EXERCISE DATA =>
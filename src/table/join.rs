//! Tableの結合操作

use std::collections::{BTreeMap, HashSet};

use super::core::Table;
use super::group::GroupKey;
use crate::column::Column;
use crate::error::{Error, Result};

/// 結合タイプの列挙型
#[derive(Debug, Clone, Copy, PartialEq, Eq)]
pub enum JoinType {
    /// 内部結合 (両方の表に一致する行のみ)
    Inner,
    /// 左結合 (左側の表の全ての行と、右側の表の一致する行)
    Left,
}

/// Suffixes for non-key columns present on both sides
const LEFT_SUFFIX: &str = "_x";
const RIGHT_SUFFIX: &str = "_y";

impl Table {
    /// Merges `right` into `self` on the key columns `on`.
    ///
    /// Output rows follow the left table's order; a left row matching several
    /// right rows repeats once per match, in right-table order. Keys compare
    /// with [`crate::Value::total_cmp`], and a key containing a null never
    /// matches. Output columns are the left columns followed by the right
    /// non-key columns; other names present on both sides get `_x` / `_y`.
    pub fn merge<S: AsRef<str>>(&self, right: &Table, on: &[S], how: JoinType) -> Result<Table> {
        if on.is_empty() {
            return Err(Error::JoinColumn("no join columns given".to_string()));
        }
        for name in on {
            let name = name.as_ref();
            if !self.contains_column(name) || !right.contains_column(name) {
                return Err(Error::JoinColumn(format!(
                    "column '{}' does not exist in both tables",
                    name
                )));
            }
        }

        let keys: Vec<&str> = on.iter().map(|s| s.as_ref()).collect();
        let left_keys = key_columns(self, &keys)?;
        let right_keys = key_columns(right, &keys)?;

        // 右側のキー→行インデックス
        let mut right_index: BTreeMap<GroupKey, Vec<usize>> = BTreeMap::new();
        for row in 0..right.row_count {
            if let Some(key) = row_key(&right_keys, row) {
                right_index.entry(key).or_default().push(row);
            }
        }

        let mut left_rows = Vec::new();
        let mut right_rows: Vec<Option<usize>> = Vec::new();
        for row in 0..self.row_count {
            let matches = row_key(&left_keys, row).and_then(|key| right_index.get(&key));
            match matches {
                Some(rows) => {
                    for &r in rows {
                        left_rows.push(row);
                        right_rows.push(Some(r));
                    }
                }
                None if how == JoinType::Left => {
                    left_rows.push(row);
                    right_rows.push(None);
                }
                None => {}
            }
        }

        log::debug!(
            "{:?} join on {:?}: {} x {} rows -> {} rows",
            how,
            keys,
            self.row_count,
            right.row_count,
            left_rows.len()
        );

        let key_set: HashSet<&str> = keys.iter().copied().collect();
        let mut result = Table::with_row_count(left_rows.len());

        for (name, column) in self.columns() {
            let out_name = if !key_set.contains(name) && right.contains_column(name) {
                format!("{}{}", name, LEFT_SUFFIX)
            } else {
                name.to_string()
            };
            result.add_column(out_name, column.take(&left_rows)?)?;
        }

        for (name, column) in right.columns() {
            if key_set.contains(name) {
                continue;
            }
            let out_name = if self.contains_column(name) {
                format!("{}{}", name, RIGHT_SUFFIX)
            } else {
                name.to_string()
            };
            result.add_column(out_name, column.take_opt(&right_rows)?)?;
        }

        Ok(result)
    }

    /// Column names present in both tables, in this table's column order
    pub fn common_columns(&self, other: &Table) -> Vec<String> {
        self.column_names
            .iter()
            .filter(|name| other.contains_column(name))
            .cloned()
            .collect()
    }
}

fn key_columns<'a>(table: &'a Table, keys: &[&str]) -> Result<Vec<&'a Column>> {
    keys.iter().map(|k| table.column(k)).collect()
}

fn row_key(columns: &[&Column], row: usize) -> Option<GroupKey> {
    let values: Vec<_> = columns.iter().map(|c| c.value(row)).collect();
    if values.iter().any(|v| v.is_null()) {
        None
    } else {
        Some(GroupKey(values))
    }
}

#[cfg(test)]
mod tests {
    use super::*;
    use crate::column::Value;

    fn ages() -> Table {
        Table::from_columns(vec![
            ("name", Column::from(vec!["vincent", "tim", "anna"])),
            ("age", Column::from(vec![28i64, 30, 25])),
        ])
        .unwrap()
    }

    fn lengths() -> Table {
        Table::from_columns(vec![
            ("name", Column::from(vec!["vincent", "tim"])),
            ("length", Column::from(vec![188i64, 172])),
        ])
        .unwrap()
    }

    #[test]
    fn test_inner_and_left() {
        let inner = ages().merge(&lengths(), &["name"], JoinType::Inner).unwrap();
        assert_eq!(inner.shape(), (2, 3));
        assert_eq!(inner.column_names(), &["name", "age", "length"]);

        let left = ages().merge(&lengths(), &["name"], JoinType::Left).unwrap();
        assert_eq!(left.row_count(), 3);
        assert!(left.column("length").unwrap().is_null(2));
        assert_eq!(left.value(2, "name").unwrap(), Value::from("anna"));
    }

    #[test]
    fn test_one_to_many_repeats_left_rows() {
        let right = Table::from_columns(vec![
            ("name", Column::from(vec!["tim", "tim", "vincent"])),
            ("score", Column::from(vec![1i64, 2, 3])),
        ])
        .unwrap();

        let left = ages().merge(&right, &["name"], JoinType::Left).unwrap();
        assert_eq!(left.row_count(), 4);
        let names = left.column("name").unwrap().to_values();
        assert_eq!(names[0], Value::from("vincent"));
        assert_eq!(names[1], Value::from("tim"));
        assert_eq!(names[2], Value::from("tim"));
        assert_eq!(names[3], Value::from("anna"));
    }

    #[test]
    fn test_overlapping_columns_get_suffixes() {
        let joined = ages().merge(&ages(), &["name"], JoinType::Inner).unwrap();
        assert_eq!(joined.column_names(), &["name", "age_x", "age_y"]);
    }

    #[test]
    fn test_missing_key_column() {
        assert!(matches!(
            ages().merge(&lengths(), &["age"], JoinType::Inner),
            Err(Error::JoinColumn(_))
        ));
        assert_eq!(ages().common_columns(&lengths()), vec!["name".to_string()]);
    }

    #[test]
    fn test_signed_zero_keys_match() {
        let left = Table::from_columns(vec![
            ("k", Column::from(vec![-0.0, 1.0])),
            ("a", Column::from(vec![1i64, 2])),
        ])
        .unwrap();
        let right = Table::from_columns(vec![
            ("k", Column::from(vec![0.0])),
            ("b", Column::from(vec![10i64])),
        ])
        .unwrap();

        let inner = left.merge(&right, &["k"], JoinType::Inner).unwrap();
        assert_eq!(inner.row_count(), 1);
        assert_eq!(inner.value(0, "b").unwrap(), Value::Int64(10));
    }
}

WHAT IS REQUIRED => Extract all lines of the records above that include "lengths".

EXERCISE SOLUTION =>
    fn lengths() -> Table {
        let inner = ages().merge(&lengths(), &["name"], JoinType::Inner).unwrap();
        let left = ages().merge(&lengths(), &["name"], JoinType::Left).unwrap();
            ages().merge(&lengths(), &["age"], JoinType::Inner),
        assert_eq!(ages().common_columns(&lengths()), vec!["name".to_string()]);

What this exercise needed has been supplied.